ABOUT THIS EXERCISE: The answer must be an exact copy of every entry.

───

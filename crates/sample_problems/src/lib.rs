//! Example linear systems for testing, benchmarks and demonstration

mod random;
mod structured;

pub use random::diagonally_dominant;
pub use structured::{identity, laplacian_1d, leading_zero_pivot, reference_3x3, zero_row};

use nalgebra::{DMatrix, DVector};

/// A dense linear system `a x = b`, with its exact solution when one is known.
#[derive(Clone, Debug, PartialEq)]
pub struct LinearProblem {
    pub a: DMatrix<f64>,
    pub b: DVector<f64>,
    pub expected: Option<DVector<f64>>,
}

impl LinearProblem {
    /// Builds the system whose right-hand side is `a * x`, so that `x` is its solution.
    pub fn from_solution(a: DMatrix<f64>, x: DVector<f64>) -> Self {
        let b = &a * &x;
        Self {
            a,
            b,
            expected: Some(x),
        }
    }

    /// Number of unknowns.
    pub fn dim(&self) -> usize {
        self.a.nrows()
    }

    /// Coefficients in row-major order, the layout taken by `gauss::solve`.
    pub fn a_row_major(&self) -> Vec<f64> {
        self.a.transpose().as_slice().to_vec()
    }
}

#[cfg(test)]
mod tests {
    use super::*;
    use nalgebra::{dmatrix, dvector};

    #[test]
    fn test_a_row_major() {
        let problem = LinearProblem::from_solution(
            dmatrix![
                1.0, 2.0;
                3.0, 4.0;
            ],
            dvector![1.0, 1.0],
        );
        assert_eq!(problem.dim(), 2);
        assert_eq!(problem.a_row_major(), vec![1.0, 2.0, 3.0, 4.0]);
        assert_eq!(problem.b, dvector![3.0, 7.0]);
    }
}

───

ANSWER TO THIS TASK:
filename crates/sample_problems/src/lib.rs
//! Example linear systems for testing, benchmarks and demonstration

mod random;
mod structured;

pub use random::diagonally_dominant;
pub use structured::{identity, laplacian_1d, leading_zero_pivot, reference_3x3, zero_row};

use nalgebra::{DMatrix, DVector};

/// A dense linear system `a x = b`, with its exact solution when one is known.
#[derive(Clone, Debug, PartialEq)]
pub struct LinearProblem {
    pub a: DMatrix<f64>,
    pub b: DVector<f64>,
    pub expected: Option<DVector<f64>>,
}

impl LinearProblem {
    /// Builds the system whose right-hand side is `a * x`, so that `x` is its solution.
    pub fn from_solution(a: DMatrix<f64>, x: DVector<f64>) -> Self {
        let b = &a * &x;
        Self {
            a,
            b,
            expected: Some(x),
        }
    }

    /// Number of unknowns.
    pub fn dim(&self) -> usize {
        self.a.nrows()
    }

    /// Coefficients in row-major order, the layout taken by `gauss::solve`.
    pub fn a_row_major(&self) -> Vec<f64> {
        self.a.transpose().as_slice().to_vec()
    }
}

#[cfg(test)]
mod tests {
    use super::*;
    use nalgebra::{dmatrix, dvector};

    #[test]
    fn test_a_row_major() {
        let problem = LinearProblem::from_solution(
            dmatrix![
                1.0, 2.0;
                3.0, 4.0;
            ],
            dvector![1.0, 1.0],
        );
        assert_eq!(problem.dim(), 2);
        assert_eq!(problem.a_row_major(), vec![1.0, 2.0, 3.0, 4.0]);
        assert_eq!(problem.b, dvector![3.0, 7.0]);
    }
}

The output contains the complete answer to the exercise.